The players should be paid because they deserve money for making their schools rich and their coaches millionaires. Quincy Acy and I both didn’t pay tuition to attend Baylor. Acy was a giant reason the school millions of dollars in NCAA Tournament revenue, and he helped the program make two Elite Eights. He set the foundation for future success too. He was worth way more money to Baylor than me. A top executive or a great salesman is worth more than someone else in a company. But in college athletics, we don’t pay the players. Instead, these programs ramp up facilities and coaching salaries explode. Almost every field in America, and in our economy, is predicated on someone being able to get their market value. But the NCAA precludes payment from the universities.
Suggested alternatives wouldn’t solve the problem. The Commission punted on the Olympic model or likeness question because they were concerned that opening the door to those payment would make amateurism impossible because of a 2015 Court of Appeals decision. The Olympic Model would allow players to profit off their likeness. The problem with that suggestion is that the big money comes from television deals. Not letting the players get access to money from television cuts off a giant revenue stream.
My suggestion has been that college basketball should have a pool of basketball related revenue and give a percentage to the players. That model would follow professional leagues. Players would then receive a cut of the money. Instead of schools building new apartment complexes or coaching salaries going up every few years, the players would have money.
We should be honest about what college basketball and college football are in the power five/six leagues. They’re giant businesses. The G League will never have the attachment or value that Ohio State or USC have. But those schools make millions because they land the best players every year. Those players deserve a cut of that revenue.
Most of the arguments in opposition to paying the players don’t make much sense. Title IX comes up, but this article gives a pretty good primer on why that’s wrong (differences in revenue in the college basketball context found to not be a problem in salary of men’s and women’s college basketball coaches by the 9th Circuit in 1994), and it’s certainly debatable. I’m also advocating that the players ought to be paid. Saying there’s an impediment to doing that does not change whether paying folks that generate billions in revenue is the right thing to do.

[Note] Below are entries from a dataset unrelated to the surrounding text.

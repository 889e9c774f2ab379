mod catalog;
pub mod utils;
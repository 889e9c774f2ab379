pub mod authentication;
pub mod user;

pub use authentication::*;
pub use user::*;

Some folks also suggest that schools would lose their place as educational institutions if we paid the players. That’s ludicrous. First, every Big 12 men’s basketball coach is made a multi-millionaire by coaching college basketball. We long ago stopped having teams based on education. Second, paying the players doesn’t change that the university still is a place where most students are working toward a degree. Whether Acy had left Baylor with several hundred thousand dollars wouldn’t have changed my life or my degree.
Yes, scholarships and housing and the benefits of being a student athlete aren’t small things. But the compensation is not equal to the value the players provide. The balance is out of whack. If college basketball didn’t have television contracts or major interest, then the players wouldn’t deserve to get paid.
We should all be honest in what we argue. The players deserve to be paid because they make their schools and coaches very wealthy. They deserve a cut of that giant amount of money. I’m not concerned with eliminating agent payments or anything else. And I wouldn’t judge the success of the Olympic Model or amateurism based on that.
I judge the system based on what I think is fair. The players are a big piece in making a few people rich. They deserve a salary.